===== MATERIAL PROVIDED =====
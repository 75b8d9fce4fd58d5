//! Widget-local selections layered over already-fetched payloads.

use std::fmt;

use crate::payload::NewsArticle;

/// Most articles the news card shows at once
pub const NEWS_DISPLAY_LIMIT: usize = 4;

// ── NewsCategory ─────────────────────────────────────────────────────────────

#[derive(Debug, Clone, Copy, PartialEq, Eq, Hash, Default)]
pub enum NewsCategory {
    #[default]
    All,
    Technology,
    Business,
    Health,
    Sports,
}

impl NewsCategory {
    pub const ALL: [NewsCategory; 5] = [
        NewsCategory::All,
        NewsCategory::Technology,
        NewsCategory::Business,
        NewsCategory::Health,
        NewsCategory::Sports,
    ];

    pub fn label(self) -> &'static str {
        match self {
            NewsCategory::All => "All",
            NewsCategory::Technology => "Technology",
            NewsCategory::Business => "Business",
            NewsCategory::Health => "Health",
            NewsCategory::Sports => "Sports",
        }
    }

    /// `All` matches everything; otherwise the article's category label must
    /// match exactly.
    pub fn matches(self, article: &NewsArticle) -> bool {
        match self {
            NewsCategory::All => true,
            other => article.category == other.label(),
        }
    }

    pub fn next(self) -> Self {
        cycle(&Self::ALL, self, 1)
    }

    pub fn prev(self) -> Self {
        cycle(&Self::ALL, self, Self::ALL.len() - 1)
    }
}

impl fmt::Display for NewsCategory {
    fn fmt(&self, f: &mut fmt::Formatter<'_>) -> fmt::Result {
        f.write_str(self.label())
    }
}

// ── TimeRange ────────────────────────────────────────────────────────────────

/// Finance range selector. Only the label changes; the series is fixed.
#[derive(Debug, Clone, Copy, PartialEq, Eq, Hash, Default)]
pub enum TimeRange {
    OneDay,
    #[default]
    OneWeek,
    OneMonth,
    OneYear,
}

impl TimeRange {
    pub const ALL: [TimeRange; 4] = [
        TimeRange::OneDay,
        TimeRange::OneWeek,
        TimeRange::OneMonth,
        TimeRange::OneYear,
    ];

    pub fn label(self) -> &'static str {
        match self {
            TimeRange::OneDay => "1D",
            TimeRange::OneWeek => "1W",
            TimeRange::OneMonth => "1M",
            TimeRange::OneYear => "1Y",
        }
    }

    pub fn next(self) -> Self {
        cycle(&Self::ALL, self, 1)
    }

    pub fn prev(self) -> Self {
        cycle(&Self::ALL, self, Self::ALL.len() - 1)
    }
}

impl fmt::Display for TimeRange {
    fn fmt(&self, f: &mut fmt::Formatter<'_>) -> fmt::Result {
        f.write_str(self.label())
    }
}

fn cycle<T: Copy + PartialEq>(all: &[T], current: T, step: usize) -> T {
    let idx = all.iter().position(|c| *c == current).unwrap_or(0);
    all[(idx + step) % all.len()]
}

// ── NewsView ─────────────────────────────────────────────────────────────────

/// What the news card shows for the active category.
#[derive(Debug, Clone, PartialEq)]
pub enum NewsView<'a> {
    Items(Vec<&'a NewsArticle>),
    /// No article matches; rendered as an explicit notice.
    Empty { category: NewsCategory },
}

impl<'a> NewsView<'a> {
    pub fn len(&self) -> usize {
        match self {
            NewsView::Items(items) => items.len(),
            NewsView::Empty { .. } => 0,
        }
    }

    pub fn is_empty(&self) -> bool {
        matches!(self, NewsView::Empty { .. })
    }
}

/// Matching articles in provider order, truncated to `limit`.
pub fn filter_articles(
    articles: &[NewsArticle],
    category: NewsCategory,
    limit: usize,
) -> Vec<&NewsArticle> {
    articles
        .iter()
        .filter(|a| category.matches(a))
        .take(limit)
        .collect()
}

/// [`filter_articles`] with the display limit, mapped to a view.
pub fn news_view(articles: &[NewsArticle], category: NewsCategory) -> NewsView<'_> {
    let items = filter_articles(articles, category, NEWS_DISPLAY_LIMIT);
    if items.is_empty() {
        NewsView::Empty { category }
    } else {
        NewsView::Items(items)
    }
}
=====
* [WHAT THE TASK REQUIRES]:
Return every line of the data unchanged.

* [ANSWER AREA]:
repository 75b8d9fce4fd58d5
//! Widget-local selections layered over already-fetched payloads.

use std::fmt;

use crate::payload::NewsArticle;

/// Most articles the news card shows at once
pub const NEWS_DISPLAY_LIMIT: usize = 4;

// ── NewsCategory ─────────────────────────────────────────────────────────────

#[derive(Debug, Clone, Copy, PartialEq, Eq, Hash, Default)]
pub enum NewsCategory {
    #[default]
    All,
    Technology,
    Business,
    Health,
    Sports,
}

impl NewsCategory {
    pub const ALL: [NewsCategory; 5] = [
        NewsCategory::All,
        NewsCategory::Technology,
        NewsCategory::Business,
        NewsCategory::Health,
        NewsCategory::Sports,
    ];

    pub fn label(self) -> &'static str {
        match self {
            NewsCategory::All => "All",
            NewsCategory::Technology => "Technology",
            NewsCategory::Business => "Business",
            NewsCategory::Health => "Health",
            NewsCategory::Sports => "Sports",
        }
    }

    /// `All` matches everything; otherwise the article's category label must
    /// match exactly.
    pub fn matches(self, article: &NewsArticle) -> bool {
        match self {
            NewsCategory::All => true,
            other => article.category == other.label(),
        }
    }

    pub fn next(self) -> Self {
        cycle(&Self::ALL, self, 1)
    }

    pub fn prev(self) -> Self {
        cycle(&Self::ALL, self, Self::ALL.len() - 1)
    }
}

impl fmt::Display for NewsCategory {
    fn fmt(&self, f: &mut fmt::Formatter<'_>) -> fmt::Result {
        f.write_str(self.label())
    }
}

// ── TimeRange ────────────────────────────────────────────────────────────────

/// Finance range selector. Only the label changes; the series is fixed.
#[derive(Debug, Clone, Copy, PartialEq, Eq, Hash, Default)]
pub enum TimeRange {
    OneDay,
    #[default]
    OneWeek,
    OneMonth,
    OneYear,
}

impl TimeRange {
    pub const ALL: [TimeRange; 4] = [
        TimeRange::OneDay,
        TimeRange::OneWeek,
        TimeRange::OneMonth,
        TimeRange::OneYear,
    ];

    pub fn label(self) -> &'static str {
        match self {
            TimeRange::OneDay => "1D",
            TimeRange::OneWeek => "1W",
            TimeRange::OneMonth => "1M",
            TimeRange::OneYear => "1Y",
        }
    }

    pub fn next(self) -> Self {
        cycle(&Self::ALL, self, 1)
    }

    pub fn prev(self) -> Self {
        cycle(&Self::ALL, self, Self::ALL.len() - 1)
    }
}

impl fmt::Display for TimeRange {
    fn fmt(&self, f: &mut fmt::Formatter<'_>) -> fmt::Result {
        f.write_str(self.label())
    }
}

fn cycle<T: Copy + PartialEq>(all: &[T], current: T, step: usize) -> T {
    let idx = all.iter().position(|c| *c == current).unwrap_or(0);
    all[(idx + step) % all.len()]
}

// ── NewsView ─────────────────────────────────────────────────────────────────

/// What the news card shows for the active category.
#[derive(Debug, Clone, PartialEq)]
pub enum NewsView<'a> {
    Items(Vec<&'a NewsArticle>),
    /// No article matches; rendered as an explicit notice.
    Empty { category: NewsCategory },
}

impl<'a> NewsView<'a> {
    pub fn len(&self) -> usize {
        match self {
            NewsView::Items(items) => items.len(),
            NewsView::Empty { .. } => 0,
        }
    }

    pub fn is_empty(&self) -> bool {
        matches!(self, NewsView::Empty { .. })
    }
}

/// Matching articles in provider order, truncated to `limit`.
pub fn filter_articles(
    articles: &[NewsArticle],
    category: NewsCategory,
    limit: usize,
) -> Vec<&NewsArticle> {
    articles
        .iter()
        .filter(|a| category.matches(a))
        .take(limit)
        .collect()
}

/// [`filter_articles`] with the display limit, mapped to a view.
pub fn news_view(articles: &[NewsArticle], category: NewsCategory) -> NewsView<'_> {
    let items = filter_articles(articles, category, NEWS_DISPLAY_LIMIT);
    if items.is_empty() {
        NewsView::Empty { category }
    } else {
        NewsView::Items(items)
    }
}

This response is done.